# PROBLEM REQUIREMENTS:
Print all the records exactly as they stand.
(INPUT FOR THIS TASK Opens)
//! Fixed-wait retry policy.

use std::time::Duration;

use crate::{
    config::{ContentStoreConfig, RetryOn},
    ContentError,
};

#[derive(Debug, Clone)]
pub struct RetryPolicy {
    /// Total attempts, first call included. Always at least 1.
    pub max_attempts: u32,

    /// Wait between attempts.
    pub wait: Duration,

    pub retry_on: RetryOn,
}

impl RetryPolicy {
    pub fn new(max_attempts: u32, wait: Duration, retry_on: RetryOn) -> Self {
        Self {
            max_attempts: max_attempts.max(1),
            wait,
            retry_on,
        }
    }

    pub fn from_config(config: &ContentStoreConfig) -> Self {
        Self::new(
            config.max_retries,
            Duration::from_millis(config.retry.wait_duration_ms),
            config.retry.retry_on,
        )
    }

    /// Breaker rejections and local validation failures never retry.
    pub fn should_retry(&self, err: &ContentError) -> bool {
        match err {
            ContentError::CircuitOpen { .. }
            | ContentError::Configuration { .. }
            | ContentError::Checksum { .. } => false,
            _ => match self.retry_on {
                RetryOn::Any => true,
                RetryOn::Transient => err.is_transient(),
            },
        }
    }
}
(INPUT FOR THIS TASK Closes)
# RESULT FOR THIS TASK:
//! Fixed-wait retry policy.

use std::time::Duration;

use crate::{
    config::{ContentStoreConfig, RetryOn},
    ContentError,
};

#[derive(Debug, Clone)]
pub struct RetryPolicy {
    /// Total attempts, first call included. Always at least 1.
    pub max_attempts: u32,

    /// Wait between attempts.
    pub wait: Duration,

    pub retry_on: RetryOn,
}

impl RetryPolicy {
    pub fn new(max_attempts: u32, wait: Duration, retry_on: RetryOn) -> Self {
        Self {
            max_attempts: max_attempts.max(1),
            wait,
            retry_on,
        }
    }

    pub fn from_config(config: &ContentStoreConfig) -> Self {
        Self::new(
            config.max_retries,
            Duration::from_millis(config.retry.wait_duration_ms),
            config.retry.retry_on,
        )
    }

    /// Breaker rejections and local validation failures never retry.
    pub fn should_retry(&self, err: &ContentError) -> bool {
        match err {
            ContentError::CircuitOpen { .. }
            | ContentError::Configuration { .. }
            | ContentError::Checksum { .. } => false,
            _ => match self.retry_on {
                RetryOn::Any => true,
                RetryOn::Transient => err.is_transient(),
            },
        }
    }
}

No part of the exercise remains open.